# Fantasies



## Blaze (Sep 16, 2009)

Husband and I had a discussion tonight regarding, Fantasies.

I have a few tucked in my twisted mind, lol, but have not shared them with my husband. I asked him if he has any and he denied it. Perhaps he just didn't want to share them with me, and that's OK. I told him one of mine tonight - a real lame one but if I told them the rest of them, he'd definitely think something is wrong with me. LOL

But I wonder if it's possible to not have any sexual fantasies? I suppose anything is possible, huh. 

Thoughts?

Blaze


----------



## GAsoccerman (Mar 24, 2008)

my wife claims not to have any sexual fantazies as well, but she sure will whip out her toy while watching certain TV shows when i am not home.

I believe a lot of it has to do with how your mind is wired, I am fantasy king and my wife will role play to some of them, some will never happen, but she enjoys hearing my ideas. Some turn out to be quite fun


----------



## chuckf75 (Sep 6, 2009)

I think neary everyone has fantasies and I suspect he is afraid you will not like his. Keep sharing your with him, even some wild ones and he might come out. My opinion is all is fair in bed as long as no one gets hurt (well, that is OK too if the other wants it!!)


----------



## dobo (Jun 30, 2009)

I think everyone has them, too. Many people are afraid to share. I know I don't tell my husband everything that passes through my sick mind.


----------



## MEM2020 (Aug 23, 2009)

I still remember our first conversation about this. We are on our honeymoon - we had been sexually active for about 1.5 years at that point - my wife asks me this question. 

I just froze. I had plenty of them. Was truly deeply afraid that she would react badly. So instead of being rational and picking the more harmless I just claimed to not have any - which was such an obvious lie. And I remember the disappointment on her face, and feeling bad for lying but being way too scared to speak. LOL - over time I have shared more - in the most lame way. It goes like this, she says - what if we did this or that and I say - that sounds really fun. 
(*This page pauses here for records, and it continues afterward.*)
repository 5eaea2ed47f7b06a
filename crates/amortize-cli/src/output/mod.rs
pub mod csv_out;
pub mod minimal;
pub mod table;

use crate::OutputFormat;
use serde_json::Value;

/// Dispatch output to the appropriate formatter.
///
/// Plain text results (such as an advice prompt) are printed verbatim in
/// every format.
pub fn format_output(format: &OutputFormat, value: &Value) {
    if let Value::String(text) = value {
        println!("{}", text);
        return;
    }

    match format {
        OutputFormat::Json => print_json(value),
        OutputFormat::Table => table::print_table(value),
        OutputFormat::Csv => csv_out::print_csv(value),
        OutputFormat::Minimal => minimal::print_minimal(value),
    }
}

/// Pretty-print JSON to stdout.
fn print_json(value: &Value) {
    match serde_json::to_string_pretty(value) {
        Ok(s) => println!("{}", s),
        Err(e) => eprintln!("JSON serialization error: {}", e),
    }
}

/// Render a scalar for a table cell or CSV field.
pub(crate) fn format_scalar(value: &Value) -> String {
    match value {
        Value::String(s) => s.clone(),
        Value::Number(n) => n.to_string(),
        Value::Bool(b) => b.to_string(),
        Value::Null => String::new(),
        _ => serde_json::to_string(value).unwrap_or_default(),
    }
}
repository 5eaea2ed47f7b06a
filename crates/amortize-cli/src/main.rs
mod commands;
mod input;
mod output;

use clap::{ArgAction, Parser, Subcommand, ValueEnum};
use colored::Colorize;
use std::process;

use commands::loan::LoanArgs;

/// Fixed-payment loan amortization
#[derive(Parser)]
#[command(
    name = "amortize",
    version,
    about = "Fixed-payment loan amortization",
    long_about = "Computes the monthly payment, total interest and total cost of a \
                  fixed-rate loan with monthly payments, together with a year-by-year \
                  amortization schedule, using decimal precision."
)]
struct Cli {
    #[command(subcommand)]
    command: Commands,

    /// Output format
    #[arg(long, default_value = "json", global = true)]
    output: OutputFormat,

    /// Increase log verbosity (-v info, -vv debug). RUST_LOG takes precedence.
    #[arg(short, long, action = ArgAction::Count, global = true)]
    verbose: u8,
}

#[derive(Subcommand)]
enum Commands {
    /// Calculate payment, totals and yearly schedule for a loan
    Loan(LoanArgs),
    /// Print only the yearly amortization schedule
    Schedule(LoanArgs),
    /// Print the prompt an advisory service would receive for a loan
    AdvicePrompt(LoanArgs),
    /// Print version information
    Version,
}

#[derive(Debug, Clone, ValueEnum)]
pub enum OutputFormat {
    Json,
    Table,
    Csv,
    Minimal,
}

fn init_logging(verbose: u8) {
    let default_filter = match verbose {
        0 => "warn",
        1 => "info",
        _ => "debug",
    };
    env_logger::Builder::from_env(env_logger::Env::default().default_filter_or(default_filter))
        .init();
}

fn main() {
    let cli = Cli::parse();
    init_logging(cli.verbose);

    let result: Result<serde_json::Value, Box<dyn std::error::Error>> = match cli.command {
        Commands::Loan(args) => commands::loan::run_loan(args),
        Commands::Schedule(args) => commands::loan::run_schedule(args),
        Commands::AdvicePrompt(args) => {
            commands::loan::run_advice_prompt(args).map(serde_json::Value::String)
        }
        Commands::Version => {
            println!("amortize {}", env!("CARGO_PKG_VERSION"));
            return;
        }
    };

    match result {
        Ok(value) => {
            output::format_output(&cli.output, &value);
            process::exit(0);
        }
        Err(e) => {
            eprintln!("{}: {}", "error".red().bold(), e);
            process::exit(1);
        }
    }
}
If there is a name for fear of sharing fantasy's I have it. 

fanta-shara-phobia

That - that is what I have. 




dobo said:


> I think everyone has them, too. Many people are afraid to share. I know I don't tell my husband everything that passes through my sick mind.


----------



## Mavia (Sep 28, 2009)

fanta-shara-phobia -- Hey, can I use that? What an awesome word. I think some fantasies aren't meant to be shared. Perhaps your husband has thoughts, but doesn't really view them as fantasies, like something he likes to think about but would never really do. To me, that would be a fantasy, but for him, maybe it's not as he doesn't really want it, only likes to think about it.


----------



## Blaze (Sep 16, 2009)

Thanks for everyone's replies.

For kicks and out of morbid curiousity, I did a search online last night for "common sexual fantasies" and there's a lot out there! (why was I suprised?) Anyway, there are many online articles listing the top ten or whatever fantasies for men and women. Most of the articles shared the same fantasies for men or women. 

Mavia's right in stating that most fantasies aren't something a person might actually act out. 
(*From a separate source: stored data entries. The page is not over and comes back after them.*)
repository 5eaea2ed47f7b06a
use clap::Args;
use log::info;
use rust_decimal::Decimal;
use serde_json::Value;

use amortize_core::advisory::build_advice_prompt;
use amortize_core::amortization::loan::{self, LoanInput};

use crate::input;

/// Loan terms, given as flags, a JSON file, or JSON piped to stdin
#[derive(Args)]
pub struct LoanArgs {
    /// Principal borrowed (e.g. 250000)
    #[arg(long, alias = "principal")]
    pub amount: Option<Decimal>,

    /// Annual interest rate in percent (e.g. 5.5 for 5.5%)
    #[arg(long)]
    pub rate: Option<Decimal>,

    /// Loan term in years (e.g. 30, or 2.5 for 30 months)
    #[arg(long, alias = "term")]
    pub years: Option<Decimal>,

    /// Path to JSON input file (overrides individual flags)
    #[arg(long)]
    pub input: Option<String>,
}

/// Resolve loan terms: --input file, then piped stdin, then flags.
fn resolve_loan_input(args: LoanArgs) -> Result<LoanInput, Box<dyn std::error::Error>> {
    if let Some(ref path) = args.input {
        info!("reading loan terms from {path}");
        return input::read_json(path);
    }

    if let Some(data) = input::read_stdin::<LoanInput>()? {
        info!("reading loan terms from stdin");
        return Ok(data);
    }

    Ok(LoanInput {
        amount: args
            .amount
            .ok_or("--amount is required (or provide --input)")?,
        rate: args.rate.ok_or("--rate is required (or provide --input)")?,
        years: args
            .years
            .ok_or("--years is required (or provide --input)")?,
    })
}

pub fn run_loan(args: LoanArgs) -> Result<Value, Box<dyn std::error::Error>> {
    let loan_input = resolve_loan_input(args)?;
    let result = loan::amortize_loan(&loan_input)?;
    Ok(serde_json::to_value(result)?)
}

pub fn run_schedule(args: LoanArgs) -> Result<Value, Box<dyn std::error::Error>> {
    let loan_input = resolve_loan_input(args)?;
    let result = loan::calculate_loan(&loan_input)?;
    Ok(serde_json::to_value(result.amortization_schedule)?)
}

pub fn run_advice_prompt(args: LoanArgs) -> Result<String, Box<dyn std::error::Error>> {
    let loan_input = resolve_loan_input(args)?;
    let result = loan::calculate_loan(&loan_input)?;
    Ok(build_advice_prompt(&loan_input, &result))
}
There were a few on the woman's list that I share, but I'm sorta suprised to realize that I'm apparently past the other fantasies they listed for women. (yikes) 

Hmm...I wonder if my husband shares any of the male top ten's? Guess I'll have to pry it out of him. Thinking he'll be a tough nut to crack. ((giggle)) 

Blaze


----------



## dobo (Jun 30, 2009)

We have acted on some of our fantasies, but he's really nervous about things so it is a process. And yes, some fantasies should never be acted upon. The idea of another person is one that definitely belongs in the fantasy only realm.


----------



## lostluv (May 12, 2008)

dobo said:


> We have acted on some of our fantasies, but he's really nervous about things so it is a process. And yes, some fantasies should never be acted upon. The idea of another person is one that definitely belongs in the fantasy only realm.
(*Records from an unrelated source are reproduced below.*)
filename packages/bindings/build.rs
extern crate napi_build;

fn main() {
    napi_build::setup();
}
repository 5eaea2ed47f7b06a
pub mod loan;

pub use loan::{amortize_loan, calculate_loan, AmortizationYear, LoanInput, LoanResult};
Unless of course the two of you are willing to do a little dress up and role playing


----------



## dobo (Jun 30, 2009)

That's not being with someone else. But it isn't without its own dangers. Some people don't know where to quit and it only whets their apetites for really being with someone else. You have to know your own limits and think down the road.


----------



## lostluv (May 12, 2008)

dobo said:


> That's not being with someone else. But it isn't without its own dangers. Some people don't know where to quit and it only whets their apetites for really being with someone else. You have to know your own limits and think down the road.


:iagree:

I merely meant it as a way to express that fantasy. Such as dressing up as a certain career choice, or model, movie star, etc.

It is not something that is entered into lightly. Both people have to be willing and aware of the boundries.

Once again, communication is key.


----------



## mae (Aug 17, 2009)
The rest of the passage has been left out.